***** Information
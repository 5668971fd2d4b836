//! Memory Store Module
//!
//! Ephemeral tier: a HashMap of entries with lazy TTL expiration and a soft
//! capacity bound.

use std::collections::HashMap;
use std::time::Duration;

use serde_json::Value;
use tracing::debug;

use crate::cache::entry::current_timestamp_ms;
use crate::cache::{CacheEntry, MemoryStats};
use crate::config::{DEFAULT_MAX_ENTRIES, DEFAULT_TTL};

// == Memory Store ==
/// In-process key/value store with TTL expiration.
///
/// Capacity is a soft cap: when full, `set` reclaims expired entries first
/// and inserts regardless of whether anything was freed.
#[derive(Debug)]
pub struct MemoryStore {
    /// Key-value storage
    entries: HashMap<String, CacheEntry>,
    /// Soft cap on the number of entries
    max_size: usize,
    /// TTL used when a caller passes none
    default_ttl: Duration,
    /// Bumped by every write or removal
    generation: u64,
}

impl Default for MemoryStore {
    fn default() -> Self {
        Self::new(DEFAULT_MAX_ENTRIES, DEFAULT_TTL)
    }
}

impl MemoryStore {
    // == Constructor ==
    pub fn new(max_size: usize, default_ttl: Duration) -> Self {
        Self {
            entries: HashMap::new(),
            max_size,
            default_ttl,
            generation: 0,
        }
    }

    // == Set ==
    /// Stores a value, overwriting any existing entry for `key`.
    ///
    /// `ttl` falls back to the store's default TTL when `None`.
    pub fn set(&mut self, key: impl Into<String>, value: Value, ttl: Option<Duration>) {
        let entry = CacheEntry::new(value, ttl.unwrap_or(self.default_ttl));
        self.insert_entry(key, entry);
    }

    // == Insert Entry ==
    /// Stores a prebuilt entry, keeping its timestamps.
    pub fn insert_entry(&mut self, key: impl Into<String>, entry: CacheEntry) {
        let key = key.into();

        if !self.entries.contains_key(&key) && self.entries.len() >= self.max_size {
            let reclaimed = self.cleanup();
            if reclaimed == 0 {
                debug!(
                    size = self.entries.len(),
                    max_size = self.max_size,
                    "Memory tier over soft cap, inserting anyway"
                );
            }
        }

        self.entries.insert(key, entry);
        self.generation += 1;
    }

    // == Promote ==
    /// Inserts `entry` only if nothing was written or removed since
    /// `generation` was observed and `key` holds no live entry.
    ///
    /// Returns whether the entry was inserted.
    pub fn promote(&mut self, key: &str, entry: CacheEntry, generation: u64) -> bool {
        if self.generation != generation || self.get_entry(key).is_some() {
            return false;
        }

        self.insert_entry(key, entry);
        true
    }

    /// Current write generation, for use with [`MemoryStore::promote`].
    pub fn generation(&self) -> u64 {
        self.generation
    }

    // == Get ==
    /// Retrieves a live value, dropping the entry if it has expired.
    pub fn get(&mut self, key: &str) -> Option<Value> {
        self.get_entry(key).map(|entry| entry.value)
    }

    /// Retrieves a live entry including its timestamps.
    pub fn get_entry(&mut self, key: &str) -> Option<CacheEntry> {
        let entry = self.entries.get(key)?;

        if entry.is_expired() {
            self.entries.remove(key);
            return None;
        }

        Some(entry.clone())
    }

    // == Delete ==
    /// Removes an entry. Returns whether anything was removed.
    pub fn delete(&mut self, key: &str) -> bool {
        self.generation += 1;
        self.entries.remove(key).is_some()
    }

    // == Clear ==
    pub fn clear(&mut self) {
        self.generation += 1;
        self.entries.clear();
    }

    // == Cleanup Expired ==
    /// Removes all expired entries and returns how many were removed.
    pub fn cleanup(&mut self) -> usize {
        let now = current_timestamp_ms();
        let before = self.entries.len();
        self.entries.retain(|_, entry| !entry.is_expired_at(now));
        before - self.entries.len()
    }

    // == Remove Matching ==
    /// Removes every entry whose key satisfies `predicate`.
    pub fn remove_matching<F>(&mut self, mut predicate: F) -> usize
    where
        F: FnMut(&str) -> bool,
    {
        self.generation += 1;
        let before = self.entries.len();
        self.entries.retain(|key, _| !predicate(key.as_str()));
        before - self.entries.len()
    }

    // == Stats ==
    pub fn stats(&self) -> MemoryStats {
        let now = current_timestamp_ms();
        let expired = self
            .entries
            .values()
            .filter(|entry| entry.is_expired_at(now))
            .count();

        MemoryStats {
            total: self.entries.len(),
            active: self.entries.len() - expired,
            expired,
            max_size: self.max_size,
        }
    }

    /// Keys currently held, expired or not.
    pub fn keys(&self) -> Vec<String> {
        self.entries.keys().cloned().collect()
    }

    pub fn len(&self) -> usize {
        self.entries.len()
    }

    pub fn is_empty(&self) -> bool {
        self.entries.is_empty()
    }

    pub fn default_ttl(&self) -> Duration {
        self.default_ttl
    }
}

// == Unit Tests ==
#[cfg(test)]
mod tests {
    use super::*;
    use serde_json::json;
    use std::thread::sleep;

    const SHORT: Duration = Duration::from_millis(1);

    #[test]
    fn test_store_new() {
        let store = MemoryStore::default();
        assert!(store.is_empty());
        assert_eq!(store.stats().max_size, 100);
        assert_eq!(store.default_ttl(), Duration::from_secs(300));
    }

    #[test]
    fn test_store_set_and_get() {
        let mut store = MemoryStore::default();

        store.set("k1", json!("v1"), Some(Duration::from_secs(5)));

        assert_eq!(store.get("k1"), Some(json!("v1")));
        assert_eq!(store.len(), 1);
    }

    #[test]
    fn test_store_get_nonexistent() {
        let mut store = MemoryStore::default();
        assert_eq!(store.get("nonexistent"), None);
    }

    #[test]
    fn test_store_delete() {
        let mut store = MemoryStore::default();

        store.set("k1", json!(1), None);
        assert!(store.delete("k1"));
        assert!(!store.delete("k1"));
        assert_eq!(store.get("k1"), None);
    }

    #[test]
    fn test_store_overwrite() {
        let mut store = MemoryStore::default();

        store.set("k1", json!("first"), None);
        store.set("k1", json!("second"), None);

        assert_eq!(store.get("k1"), Some(json!("second")));
        assert_eq!(store.len(), 1);
    }

    #[test]
    fn test_store_lazy_expiration() {
        let mut store = MemoryStore::default();

        store.set("k1", json!("v1"), Some(SHORT));
        sleep(Duration::from_millis(10));

        assert_eq!(store.len(), 1, "Expired entry lingers until touched");
        assert_eq!(store.get("k1"), None);
        assert!(store.is_empty(), "Lookup removes the expired entry");
    }

    #[test]
    fn test_store_cleanup_expired() {
        let mut store = MemoryStore::default();

        store.set("short", json!(1), Some(SHORT));
        store.set("long", json!(2), Some(Duration::from_secs(10)));
        sleep(Duration::from_millis(10));

        assert_eq!(store.cleanup(), 1);
        assert_eq!(store.cleanup(), 0);
        assert_eq!(store.get("long"), Some(json!(2)));
    }

    #[test]
    fn test_soft_cap_reclaims_expired_slots() {
        let mut store = MemoryStore::new(2, Duration::from_secs(60));

        store.set("a", json!(1), Some(SHORT));
        store.set("b", json!(2), None);
        sleep(Duration::from_millis(10));

        store.set("c", json!(3), None);

        assert_eq!(store.len(), 2);
        assert_eq!(store.get("a"), None);
        assert_eq!(store.get("c"), Some(json!(3)));
    }

    #[test]
    fn test_soft_cap_inserts_when_nothing_expired() {
        let mut store = MemoryStore::new(2, Duration::from_secs(60));

        store.set("a", json!(1), None);
        store.set("b", json!(2), None);
        store.set("c", json!(3), None);

        assert_eq!(store.len(), 3, "Soft cap never rejects or evicts live entries");
        assert_eq!(store.get("a"), Some(json!(1)));
    }

    #[test]
    fn test_insert_entry_keeps_timestamps() {
        let mut store = MemoryStore::default();
        let entry = CacheEntry::new(json!("v"), Duration::from_secs(30));
        let expires_at = entry.expires_at;

        store.insert_entry("k", entry);

        assert_eq!(store.get_entry("k").unwrap().expires_at, expires_at);
    }

    #[test]
    fn test_promote_into_empty_slot() {
        let mut store = MemoryStore::default();
        let seen = store.generation();

        assert!(store.promote("k", CacheEntry::new(json!("disk"), Duration::from_secs(30)), seen));
        assert_eq!(store.get("k"), Some(json!("disk")));
    }

    #[test]
    fn test_promote_does_not_overwrite_newer_write() {
        let mut store = MemoryStore::default();
        let seen = store.generation();
        let stale = CacheEntry::new(json!("old"), Duration::from_secs(30));

        store.set("k", json!("new"), None);

        assert!(!store.promote("k", stale, seen));
        assert_eq!(store.get("k"), Some(json!("new")));
    }

    #[test]
    fn test_promote_skipped_after_removal() {
        let mut store = MemoryStore::default();
        let stale = CacheEntry::new(json!("old"), Duration::from_secs(30));

        let seen = store.generation();
        store.remove_matching(|key| key.contains("blog"));
        assert!(!store.promote("blog_1", stale.clone(), seen));

        let seen = store.generation();
        store.delete("blog_1");
        assert!(!store.promote("blog_1", stale.clone(), seen));

        let seen = store.generation();
        store.clear();
        assert!(!store.promote("blog_1", stale, seen));

        assert_eq!(store.get("blog_1"), None);
    }

    #[test]
    fn test_promote_keeps_live_entry() {
        let mut store = MemoryStore::default();
        store.set("k", json!("live"), None);
        let seen = store.generation();

        let stale = CacheEntry::new(json!("old"), Duration::from_secs(30));
        assert!(!store.promote("k", stale, seen));
        assert_eq!(store.get("k"), Some(json!("live")));
    }

    #[test]
    fn test_remove_matching() {
        let mut store = MemoryStore::default();
        store.set("blog_1", json!(1), None);
        store.set("blog_2", json!(2), None);
        store.set("shop_1", json!(3), None);

        assert_eq!(store.remove_matching(|key| key.contains("blog")), 2);
        assert_eq!(store.keys(), vec!["shop_1".to_string()]);
    }

    #[test]
    fn test_stats() {
        let mut store = MemoryStore::new(10, Duration::from_secs(60));
        store.set("live", json!(1), None);
        store.set("dead", json!(2), Some(SHORT));
        sleep(Duration::from_millis(10));

        assert_eq!(
            store.stats(),
            MemoryStats {
                total: 2,
                active: 1,
                expired: 1,
                max_size: 10,
            }
        );
    }

    #[test]
    fn test_clear() {
        let mut store = MemoryStore::default();
        store.set("a", json!(1), None);
        store.set("b", json!(2), None);

        store.clear();

        assert!(store.is_empty());
    }
}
**********
- Problem statement
Quote, with nothing altered, all lines from the start of the entries to the line that carries "if !self.entries.contains_key(&key) &&", inclusive.

- Answer for this exercise
repository 5668971fd2d4b836
//! Memory Store Module
//!
//! Ephemeral tier: a HashMap of entries with lazy TTL expiration and a soft
//! capacity bound.

use std::collections::HashMap;
use std::time::Duration;

use serde_json::Value;
use tracing::debug;

use crate::cache::entry::current_timestamp_ms;
use crate::cache::{CacheEntry, MemoryStats};
use crate::config::{DEFAULT_MAX_ENTRIES, DEFAULT_TTL};

// == Memory Store ==
/// In-process key/value store with TTL expiration.
///
/// Capacity is a soft cap: when full, `set` reclaims expired entries first
/// and inserts regardless of whether anything was freed.
#[derive(Debug)]
pub struct MemoryStore {
    /// Key-value storage
    entries: HashMap<String, CacheEntry>,
    /// Soft cap on the number of entries
    max_size: usize,
    /// TTL used when a caller passes none
    default_ttl: Duration,
    /// Bumped by every write or removal
    generation: u64,
}

impl Default for MemoryStore {
    fn default() -> Self {
        Self::new(DEFAULT_MAX_ENTRIES, DEFAULT_TTL)
    }
}

impl MemoryStore {
    // == Constructor ==
    pub fn new(max_size: usize, default_ttl: Duration) -> Self {
        Self {
            entries: HashMap::new(),
            max_size,
            default_ttl,
            generation: 0,
        }
    }

    // == Set ==
    /// Stores a value, overwriting any existing entry for `key`.
    ///
    /// `ttl` falls back to the store's default TTL when `None`.
    pub fn set(&mut self, key: impl Into<String>, value: Value, ttl: Option<Duration>) {
        let entry = CacheEntry::new(value, ttl.unwrap_or(self.default_ttl));
        self.insert_entry(key, entry);
    }

    // == Insert Entry ==
    /// Stores a prebuilt entry, keeping its timestamps.
    pub fn insert_entry(&mut self, key: impl Into<String>, entry: CacheEntry) {
        let key = key.into();

        if !self.entries.contains_key(&key) && self.entries.len() >= self.max_size {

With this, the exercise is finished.